Client Alert | 3 min read | 12.13.22

Ohio Embraces “Clear Trend” and Sides with Insurers in COVID-19 Business Interruption Case

Yesterday, in Neuro-Communication Services, Inc. v. Cincinnati Insurance Co., the Ohio Supreme Court embraced the “clear trend in the law in other jurisdictions” and held that “direct physical loss or damage to property does not arise from (1) the general presence of Covid in the community, (2) the presence of Covid on surfaces at a premises, or (3) the presence on a premises of a person infected with Covid.” Order ¶¶ 26, 29.

The Court said the term “direct ‘loss’” requires there be some “loss or damage to Covered Property that is physical in nature,” and any potential exception to this rule for situations in which there was no physical alteration to the property does not apply here. Id. ¶¶ 17, 25. The term “direct ‘loss’” does not include the policyholder’s COVID-related loss of the use of its offices for business purposes. Id.

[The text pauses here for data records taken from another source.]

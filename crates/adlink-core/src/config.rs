//! Client configuration types
//!
//! Everything the client needs is supplied once, up front, in a
//! [`ClientConfig`]. Secrets are redacted from `Debug` output.

use serde::{Deserialize, Serialize};
use std::time::Duration;

use crate::codec::domain_to_base_dn;
use crate::error::{DirectoryError, DirectoryResult};

const REDACTED: &str = "***REDACTED***";

/// Top-level client configuration.
#[derive(Clone, Serialize, Deserialize)]
pub struct ClientConfig {
    /// DNS domain of the directory (e.g. `corp.example.com`).
    pub domain: String,

    /// Explicit server URLs (`ldap://dc1:389`, `ldaps://dc2`). When set they
    /// take precedence over DNS discovery.
    #[serde(default)]
    pub urls: Vec<String>,

    /// Naming context; derived from `domain` when absent.
    #[serde(default, skip_serializing_if = "Option::is_none")]
    pub base_dn: Option<String>,

    /// Authentication method.
    pub auth: AuthConfig,

    /// Transport security.
    #[serde(default)]
    pub tls: TlsConfig,

    /// Connection pool settings.
    #[serde(default)]
    pub pool: PoolSettings,

    /// Retry policy for transient failures.
    #[serde(default)]
    pub retry: RetrySettings,

    /// Pre-load the identifier cache when the client starts.
    #[serde(default)]
    pub warm_cache: bool,

    /// Page size for searches that may return many entries.
    #[serde(default = "default_page_size")]
    pub page_size: u32,

    /// Concurrent lookups during batch normalization.
    #[serde(default = "default_lookup_concurrency")]
    pub lookup_concurrency: usize,
}

fn default_page_size() -> u32 {
    1000
}

fn default_lookup_concurrency() -> usize {
    8
}

impl std::fmt::Debug for ClientConfig {
    fn fmt(&self, f: &mut std::fmt::Formatter<'_>) -> std::fmt::Result {
        f.debug_struct("ClientConfig")
            .field("domain", &self.domain)
            .field("urls", &self.urls)
            .field("base_dn", &self.base_dn)
            .field("auth", &self.auth)
            .field("tls", &self.tls)
            .field("pool", &self.pool)
            .field("retry", &self.retry)
            .field("warm_cache", &self.warm_cache)
            .field("page_size", &self.page_size)
            .field("lookup_concurrency", &self.lookup_concurrency)
            .finish()
    }
}
use thiserror::Error;

pub type Result<T> = std::result::Result<T, Error>;

#[derive(Error, Debug)]
pub enum Error {
    #[error("HTTP request failed: {0}")]
    Http(#[from] reqwest::Error),

    #[error("{url} returned status {status}")]
    Status { url: String, status: u16 },

    #[error("Failed to decode response from {url}: {source}")]
    Decode {
        url: String,
        #[source]
        source: serde_json::Error,
    },

    #[error("API reported failure for {url}")]
    Api { url: String },

    #[error("I/O error: {0}")]
    Io(#[from] std::io::Error),

    #[error("Invalid URL '{url}': {reason}")]
    InvalidUrl { url: String, reason: String },

    #[error("Invalid configuration: {0}")]
    Config(String),
}
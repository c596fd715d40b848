use percent_encoding::percent_decode_str;
use sha2::{Digest, Sha256};

fn short_hash(input: &str) -> String {
    let digest = Sha256::digest(input.as_bytes());
    hex::encode(&digest[..4])
}

/// Turns a challenge or category name into a single safe path segment.
///
/// The result only contains `[a-z0-9-]`, never starts with `-`, never has
/// two hyphens in a row and is never empty. Names that sanitize to nothing
/// get an `unnamed-<hash>` placeholder so distinct names stay distinct.
pub fn sanitize_segment(name: &str) -> String {
    let mut out = String::with_capacity(name.len());

    for c in name.to_lowercase().chars() {
        let c = if c == ' ' { '-' } else { c };
        match c {
            'a'..='z' | '0'..='9' => out.push(c),
            '-' if !out.is_empty() && !out.ends_with('-') => out.push('-'),
            _ => {}
        }
    }

    if out.is_empty() {
        return format!("unnamed-{}", short_hash(name));
    }
    out
}

/// File name for an attachment link such as `/files/<hash>/dump.zip?token=...`.
pub fn attachment_file_name(file_url: &str) -> String {
    let path = file_url.split(['?', '#']).next().unwrap_or_default();
    let raw = path.rsplit('/').next().unwrap_or_default();
    let decoded = percent_decode_str(raw).decode_utf8_lossy();

    let name = decoded.trim().trim_start_matches('.');
    if name.is_empty() || name.contains(['/', '\\', '\0']) {
        return format!("attachment-{}", short_hash(file_url));
    }
    name.to_string()
}

/// Inserts `-<n>` before the extension: `dump.tar.gz` -> `dump-2.tar.gz`.
pub fn numbered_file_name(name: &str, n: usize) -> String {
    match name.find('.') {
        Some(dot) => format!("{}-{}{}", &name[..dot], n, &name[dot..]),
        None => format!("{}-{}", name, n),
    }
}
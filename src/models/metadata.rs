use std::fs;
use std::path::Path;

use chrono::Local;
use serde::{Deserialize, Serialize};

use super::challenge::{ChallengeDetail, ChallengeSummary, Tag};

pub const METADATA_FILE: &str = "challenge.json";

#[derive(Debug, PartialEq, Serialize, Deserialize)]
pub struct ChallengeMetadata {
    pub id: u64,
    pub name: String,
    pub category: String,
    #[serde(default)]
    pub kind: Option<String>,
    #[serde(default)]
    pub value: Option<i64>,
    #[serde(default)]
    pub connection_info: Option<String>,
    #[serde(default)]
    pub tags: Vec<String>,
    #[serde(default)]
    pub files: Vec<String>,
    pub source_url: String,
    pub downloaded_at: String,
}

impl ChallengeMetadata {
    /// `files` holds the on-disk names the attachments were saved under.
    pub fn new(
        summary: &ChallengeSummary,
        detail: &ChallengeDetail,
        files: Vec<String>,
        source_url: String,
    ) -> Self {
        Self {
            id: detail.id,
            name: detail.name.clone(),
            category: detail.category.clone(),
            kind: summary.kind.clone(),
            value: detail.value.or(summary.value),
            connection_info: detail.connection_info.clone(),
            tags: detail.tags.iter().map(Tag::as_str).map(String::from).collect(),
            files,
            source_url,
            downloaded_at: Local::now().to_rfc3339(),
        }
    }
}

pub fn load(dir: &Path) -> Result<ChallengeMetadata, String> {
    let path = dir.join(METADATA_FILE);
    let content =
        fs::read_to_string(&path).map_err(|e| format!("Failed to read {}: {}", METADATA_FILE, e))?;

    serde_json::from_str(&content).map_err(|e| format!("Failed to parse {}: {}", METADATA_FILE, e))
}

pub fn save(dir: &Path, metadata: &ChallengeMetadata) -> Result<(), std::io::Error> {
    let path = dir.join(METADATA_FILE);
    let content = serde_json::to_string_pretty(metadata)?;
    fs::write(path, content)
}
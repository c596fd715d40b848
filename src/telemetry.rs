use tracing_subscriber::EnvFilter;

fn default_directive(verbosity: u8) -> &'static str {
    match verbosity {
        0 => "ctfd_dl=info",
        1 => "ctfd_dl=debug",
        _ => "ctfd_dl=trace",
    }
}

fn env_filter(verbosity: u8) -> EnvFilter {
    // RUST_LOG wins over -v so a user can still narrow things down.
    EnvFilter::try_from_default_env().unwrap_or_else(|_| EnvFilter::new(default_directive(verbosity)))
}

#[cfg(not(debug_assertions))]
pub fn init(verbosity: u8) {
    tracing_subscriber::fmt()
        .compact()
        .with_target(false)
        .with_env_filter(env_filter(verbosity))
        .init();
}

#[cfg(debug_assertions)]
pub fn init(verbosity: u8) {
    tracing_subscriber::fmt()
        .compact()
        .without_time()
        .with_file(false)
        .with_line_number(false)
        .with_env_filter(env_filter(verbosity))
        .init();
}
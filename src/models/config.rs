use std::fs;
use std::path::{Path, PathBuf};
use std::time::Duration;

use serde::{Deserialize, Serialize};

#[derive(Debug, Clone, PartialEq, Serialize, Deserialize)]
#[serde(default)]
pub struct UserConfig {
    pub user_agent: String,
    /// Per-request timeout. Unset means requests never time out.
    pub timeout_secs: Option<u64>,
    /// Write `challenge.json` next to each description.
    pub write_metadata: bool,
}

impl Default for UserConfig {
    fn default() -> Self {
        Self {
            user_agent: default_user_agent(),
            timeout_secs: None,
            write_metadata: true,
        }
    }
}

impl UserConfig {
    pub fn timeout(&self) -> Option<Duration> {
        self.timeout_secs.filter(|secs| *secs > 0).map(Duration::from_secs)
    }
}

fn default_user_agent() -> String {
    format!("ctfd-dl/{}", env!("CARGO_PKG_VERSION"))
}

pub fn get_config_path() -> PathBuf {
    let base = dirs::config_dir()
        .or_else(|| dirs::home_dir().map(|home| home.join(".config")))
        .unwrap_or_else(|| PathBuf::from("."));
    base.join("ctfd-dl").join("config.json")
}

pub fn load_config_from(path: &Path) -> UserConfig {
    if !path.exists() {
        return UserConfig::default();
    }

    match fs::read_to_string(path) {
        Ok(contents) => serde_json::from_str(&contents).unwrap_or_else(|e| {
            tracing::warn!("Ignoring malformed config {}: {}", path.display(), e);
            UserConfig::default()
        }),
        Err(_) => UserConfig::default(),
    }
}

pub fn save_config_to(path: &Path, config: &UserConfig) -> Result<(), std::io::Error> {
    if let Some(parent) = path.parent() {
        fs::create_dir_all(parent)?;
    }

    let contents = serde_json::to_string_pretty(config)?;
    fs::write(path, contents)
}
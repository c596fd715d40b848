use std::ffi::OsString;
use std::path::{Path, PathBuf};

use clap::error::ErrorKind;
use clap::parser::ValueSource;
use clap::{ArgAction, ArgGroup, CommandFactory, FromArgMatches, Parser};
use tracing::{debug, error};

use crate::api::{CtfdApi, CtfdClient, Credentials};
use crate::display::{print_banner, print_summary};
use crate::mirror::Mirror;
use crate::models::config;
use crate::models::UserConfig;

#[derive(Parser, Debug)]
#[command(name = "ctfd-dl", version)]
#[command(about = "Download challenges and attachments from a CTFd instance", long_about = None)]
// -t/-c conflicts are checked in `try_parse_args`, where env values can be told apart.
#[command(group(ArgGroup::new("auth").required(true).multiple(true).args(["token", "cookie"])))]
pub struct Cli {
    /// CTFd URL
    #[arg(short, long)]
    pub url: String,

    /// CTFd API token
    #[arg(short, long, env = "CTFD_TOKEN", hide_env_values = true)]
    pub token: Option<String>,

    /// CTFd session cookie
    #[arg(short, long, env = "CTFD_COOKIE", hide_env_values = true)]
    pub cookie: Option<String>,

    /// Output directory
    #[arg(short, long, default_value = ".")]
    pub output: PathBuf,

    /// More log output (-v for debug, -vv for trace)
    #[arg(short, long, action = ArgAction::Count)]
    pub verbose: u8,

    /// Use this config file instead of the one in the user config directory
    #[arg(long, value_name = "PATH")]
    pub config: Option<PathBuf>,

    #[arg(skip)]
    token_from_env: bool,

    #[arg(skip)]
    cookie_from_env: bool,
}

impl Cli {
    pub fn parse_args() -> Self {
        Self::try_parse_args(std::env::args_os()).unwrap_or_else(|e| e.exit())
    }

    pub fn try_parse_args<I, T>(args: I) -> Result<Self, clap::Error>
    where
        I: IntoIterator<Item = T>,
        T: Into<OsString> + Clone,
    {
        let matches = Self::command().try_get_matches_from(args)?;
        let mut cli = Self::from_arg_matches(&matches)?;

        cli.token_from_env = matches.value_source("token") == Some(ValueSource::EnvVariable);
        cli.cookie_from_env = matches.value_source("cookie") == Some(ValueSource::EnvVariable);

        let token_on_cli = cli.token.is_some() && !cli.token_from_env;
        let cookie_on_cli = cli.cookie.is_some() && !cli.cookie_from_env;
        if token_on_cli && cookie_on_cli {
            return Err(Self::command().error(
                ErrorKind::ArgumentConflict,
                "the argument '--token <TOKEN>' cannot be used with '--cookie <COOKIE>'",
            ));
        }

        Ok(cli)
    }

    /// A flag on the command line beats an environment variable; with both
    /// variables exported and no flag, the token is used.
    pub fn credentials(&self) -> Credentials {
        let cookie_on_cli = self.cookie.is_some() && !self.cookie_from_env;

        match (&self.token, &self.cookie) {
            (_, Some(cookie)) if cookie_on_cli => Credentials::Cookie(cookie.clone()),
            (Some(token), _) => Credentials::Token(token.clone()),
            (None, cookie) => Credentials::Cookie(cookie.clone().unwrap_or_default()),
        }
    }

    pub fn config_path(&self) -> PathBuf {
        self.config.clone().unwrap_or_else(config::get_config_path)
    }
}

pub fn run(cli: Cli) {
    let config_path = cli.config_path();
    let user_config = config::load_config_from(&config_path);
    write_default_config(&config_path, &user_config);

    let credentials = cli.credentials();
    let client = match CtfdClient::new(&cli.url, &credentials, &user_config) {
        Ok(client) => client,
        Err(e) => {
            error!("{}", e);
            std::process::exit(1);
        }
    };

    print_banner(client.base_url(), &cli.output);

    let mirror = Mirror::new(client, cli.output, user_config.write_metadata);
    match mirror.run() {
        Ok(report) => print_summary(&report),
        Err(e) => {
            error!("Error fetching challenges: {}", e);
            std::process::exit(1);
        }
    }
}

/// Drops the defaults on disk the first time so there is a file to edit.
fn write_default_config(path: &Path, user_config: &UserConfig) {
    if path.exists() {
        return;
    }

    match config::save_config_to(path, user_config) {
        Ok(()) => debug!("Wrote default config to {}", path.display()),
        Err(e) => debug!("Could not write default config to {}: {}", path.display(), e),
    }
}
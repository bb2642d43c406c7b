use std::collections::BTreeMap;

use serde::{Deserialize, Serialize};

use super::Tree;
use crate::error::Error;
use crate::glow::{
    Access, AddressingMode, Element, FunctionContents, Label, MatrixBody, MatrixConnection,
    MatrixContents, MatrixType, NodeContents, ParameterContents, ParameterType, StringIntegerPair,
    TupleItem, Value,
};

/// One entry of a JSON tree definition. Entries without a `number` take
/// their index among their siblings.
#[derive(Debug, Clone, Serialize, Deserialize)]
#[serde(tag = "kind", rename_all = "camelCase")]
pub enum NodeDefinition {
    #[serde(rename_all = "camelCase")]
    Node {
        #[serde(default)]
        number: Option<u32>,
        identifier: Option<String>,
        description: Option<String>,
        #[serde(default)]
        is_online: Option<bool>,
        #[serde(default)]
        children: Vec<NodeDefinition>,
    },
    Parameter(ParameterDefinition),
    Matrix(MatrixDefinition),
    Function(FunctionDefinition),
}

#[derive(Debug, Clone, Serialize, Deserialize)]
#[serde(untagged)]
pub enum ValueDefinition {
    Boolean(bool),
    Integer(i64),
    Real(f64),
    String(String),
    Null,
}

impl From<ValueDefinition> for Value {
    fn from(value: ValueDefinition) -> Self {
        match value {
            ValueDefinition::Boolean(v) => Value::Boolean(v),
            ValueDefinition::Integer(v) => Value::Integer(v),
            ValueDefinition::Real(v) => Value::Real(v),
            ValueDefinition::String(v) => Value::String(v),
            ValueDefinition::Null => Value::Null,
        }
    }
}

#[derive(Debug, Clone, Copy, Serialize, Deserialize)]
#[serde(rename_all = "camelCase")]
pub enum AccessDefinition {
    None,
    Read,
    Write,
    ReadWrite,
}

impl From<AccessDefinition> for Access {
    fn from(access: AccessDefinition) -> Self {
        match access {
            AccessDefinition::None => Access::empty(),
            AccessDefinition::Read => Access::READ,
            AccessDefinition::Write => Access::WRITE,
            AccessDefinition::ReadWrite => Access::READ_WRITE,
        }
    }
}

#[derive(Debug, Clone, Default, Serialize, Deserialize)]
#[serde(default, rename_all = "camelCase")]
pub struct ParameterDefinition {
    pub number: Option<u32>,
    pub identifier: Option<String>,
    pub description: Option<String>,
    pub value: Option<ValueDefinition>,
    #[serde(alias = "min")]
    pub minimum: Option<ValueDefinition>,
    #[serde(alias = "max")]
    pub maximum: Option<ValueDefinition>,
    pub access: Option<AccessDefinition>,
    #[serde(rename = "type")]
    pub parameter_type: Option<ParameterType>,
    pub format: Option<String>,
    pub enumeration: Option<String>,
    pub enum_map: Option<BTreeMap<String, i64>>,
    pub factor: Option<i64>,
    pub formula: Option<String>,
    pub step: Option<i64>,
    pub default: Option<ValueDefinition>,
    pub stream_identifier: Option<i64>,
    pub is_online: Option<bool>,
}

#[derive(Debug, Clone, Serialize, Deserialize)]
pub struct ConnectionDefinition {
    pub target: u32,
    #[serde(default)]
    pub sources: Vec<u32>,
}

#[derive(Debug, Clone, Serialize, Deserialize)]
#[serde(rename_all = "camelCase")]
pub struct LabelDefinition {
    pub base_path: String,
    pub description: String,
}

#[derive(Debug, Clone, Default, Serialize, Deserialize)]
#[serde(default, rename_all = "camelCase")]
pub struct MatrixDefinition {
    pub number: Option<u32>,
    pub identifier: Option<String>,
    pub description: Option<String>,
    #[serde(rename = "type")]
    pub matrix_type: Option<MatrixType>,
    pub mode: Option<AddressingMode>,
    pub target_count: Option<u32>,
    pub source_count: Option<u32>,
    pub maximum_total_connects: Option<u32>,
    pub maximum_connects_per_target: Option<u32>,
    pub targets: Option<Vec<u32>>,
    pub sources: Option<Vec<u32>>,
    pub connections: Vec<ConnectionDefinition>,
    pub labels: Vec<LabelDefinition>,
}

#[derive(Debug, Clone, Serialize, Deserialize)]
pub struct TupleDefinition {
    #[serde(rename = "type")]
    pub item_type: ParameterType,
    #[serde(default)]
    pub name: Option<String>,
}

#[derive(Debug, Clone, Default, Serialize, Deserialize)]
#[serde(default, rename_all = "camelCase")]
pub struct FunctionDefinition {
    pub number: Option<u32>,
    pub identifier: Option<String>,
    pub description: Option<String>,
    pub arguments: Vec<TupleDefinition>,
    pub result: Vec<TupleDefinition>,
}

impl NodeDefinition {
    /// Converts the definition into a hierarchical element, using
    /// `index` when no number is given.
    pub fn to_element(&self, index: u32) -> Result<Element, Error> {
        let element = match self {
            NodeDefinition::Node {
                number,
                identifier,
                description,
                is_online,
                children,
            } => {
                let contents = NodeContents {
                    identifier: identifier.clone(),
                    description: description.clone(),
                    is_online: *is_online,
                    ..Default::default()
                };
                let children = children
                    .iter()
                    .zip(0u32..)
                    .map(|(child, i)| child.to_element(i).map(Into::into))
                    .collect::<Result<Vec<_>, _>>()?;
                let element = Element::node(number.unwrap_or(index), Some(contents));
                if children.is_empty() {
                    element
                } else {
                    element.with_children(children)
                }
            }
            NodeDefinition::Parameter(p) => {
                Element::parameter(p.number.unwrap_or(index), Some(p.contents()))
            }
            NodeDefinition::Matrix(m) => Element::matrix(m.number.unwrap_or(index), m.body()?),
            NodeDefinition::Function(f) => {
                Element::function(f.number.unwrap_or(index), Some(f.contents()))
            }
        };
        Ok(element)
    }
}

impl ParameterDefinition {
    fn contents(&self) -> ParameterContents {
        let enum_map = self.enum_map.as_ref().map(|map| {
            let mut entries: Vec<StringIntegerPair> = map
                .iter()
                .map(|(name, value)| StringIntegerPair {
                    name: name.clone(),
                    value: *value,
                })
                .collect();
            entries.sort_by_key(|entry| entry.value);
            entries
        });
        ParameterContents {
            identifier: self.identifier.clone(),
            description: self.description.clone(),
            value: self.value.clone().map(Value::from),
            minimum: self.minimum.clone().map(Value::from),
            maximum: self.maximum.clone().map(Value::from),
            access: self.access.map(Access::from),
            format: self.format.clone(),
            enumeration: self.enumeration.clone(),
            factor: self.factor,
            is_online: self.is_online,
            formula: self.formula.clone(),
            step: self.step,
            default: self.default.clone().map(Value::from),
            kind: self.parameter_type.or(enum_map.as_ref().map(|_| ParameterType::Enum)),
            stream_identifier: self.stream_identifier,
            enum_map,
            ..Default::default()
        }
    }
}

impl MatrixDefinition {
    fn body(&self) -> Result<MatrixBody, Error> {
        let labels = self
            .labels
            .iter()
            .map(|label| -> Result<Label, Error> {
                Ok(Label {
                    base_path: label.base_path.parse()?,
                    description: label.description.clone(),
                })
            })
            .collect::<Result<Vec<_>, _>>()?;

        let contents = MatrixContents {
            identifier: self.identifier.clone(),
            description: self.description.clone(),
            kind: Some(self.matrix_type.unwrap_or_default()),
            mode: Some(self.mode.unwrap_or_default()),
            target_count: self.target_count.or(self.targets.as_ref().map(|t| t.len() as u32)),
            source_count: self.source_count.or(self.sources.as_ref().map(|s| s.len() as u32)),
            maximum_total_connects: self.maximum_total_connects,
            maximum_connects_per_target: self.maximum_connects_per_target,
            labels: (!labels.is_empty()).then_some(labels),
            ..Default::default()
        };

        let target_numbers: Vec<u32> = match &self.targets {
            Some(targets) => targets.clone(),
            None => (0..contents.target_count.unwrap_or(0)).collect(),
        };
        let mut connections: BTreeMap<u32, MatrixConnection> = target_numbers
            .iter()
            .map(|&target| (target, MatrixConnection::new(target, Vec::new())))
            .collect();
        for definition in &self.connections {
            let mut sources = definition.sources.clone();
            sources.sort_unstable();
            sources.dedup();
            connections.insert(
                definition.target,
                MatrixConnection::new(definition.target, sources),
            );
        }

        Ok(MatrixBody {
            contents: Some(contents),
            targets: self.targets.clone(),
            sources: self.sources.clone(),
            connections: Some(connections),
        })
    }
}

impl FunctionDefinition {
    fn contents(&self) -> FunctionContents {
        let tuple = |items: &[TupleDefinition]| {
            items
                .iter()
                .map(|item| TupleItem {
                    kind: item.item_type,
                    name: item.name.clone(),
                })
                .collect::<Vec<_>>()
        };
        FunctionContents {
            identifier: self.identifier.clone(),
            description: self.description.clone(),
            arguments: Some(tuple(&self.arguments)),
            result: Some(tuple(&self.result)),
            ..Default::default()
        }
    }
}

impl Tree {
    pub fn from_definitions(definitions: &[NodeDefinition]) -> Result<Self, Error> {
        let elements = definitions
            .iter()
            .zip(0u32..)
            .map(|(definition, i)| definition.to_element(i))
            .collect::<Result<Vec<_>, _>>()?;
        Tree::from_elements(elements)
    }

    /// Parses a JSON array of node definitions.
    pub fn from_definition(json: &str) -> Result<Self, Error> {
        let definitions: Vec<NodeDefinition> = serde_json::from_str(json)?;
        Self::from_definitions(&definitions)
    }
}
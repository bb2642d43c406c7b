pub mod ber;
pub mod dispatch;
pub mod error;
pub mod glow;
pub mod matrix;
pub mod session;
pub mod subscribers;
pub mod tree;

pub use ber::DecodeError;
pub use dispatch::{Addressing, Dispatch, Engine, PendingInvocation, TreeEvent};
pub use error::Error;
pub use glow::{
    Access, Address, Command, CommandKind, ConnectionDisposition, ConnectionOperation, Element,
    ElementKind, Fragment, Invocation, InvocationResult, MatrixBody, MatrixConnection,
    MatrixContents, MatrixType, NodeContents, ParameterContents, Root, TreePath, Value,
};
pub use matrix::{AppliedConnection, MatrixChange, apply_connections};
pub use session::{
    DisconnectReason, InvocationHandler, PeerInfo, ServerConfig, ServerEvent, ServerHandle,
    TreeServer,
};
pub use subscribers::{PeerId, PeerSink, SubscriberRegistry};
pub use tree::{NodeDefinition, NodeId, Tree, TreeNode};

An audiology practice sued its insurers for business interruption and income losses it suffered during the COVID-19 pandemic, seeking property coverage. The Ohio Supreme Court accepted a certified question from the U.S. District Court for the Northern District of Ohio:

Does the general presence in the community, or on surfaces at a premises, of the novel coronavirus known as SARS-CoV-2, constitute direct physical loss or damage to property; or does the presence on a premises of a person infected with COVID-19 constitute direct physical loss or damage to property at that premises?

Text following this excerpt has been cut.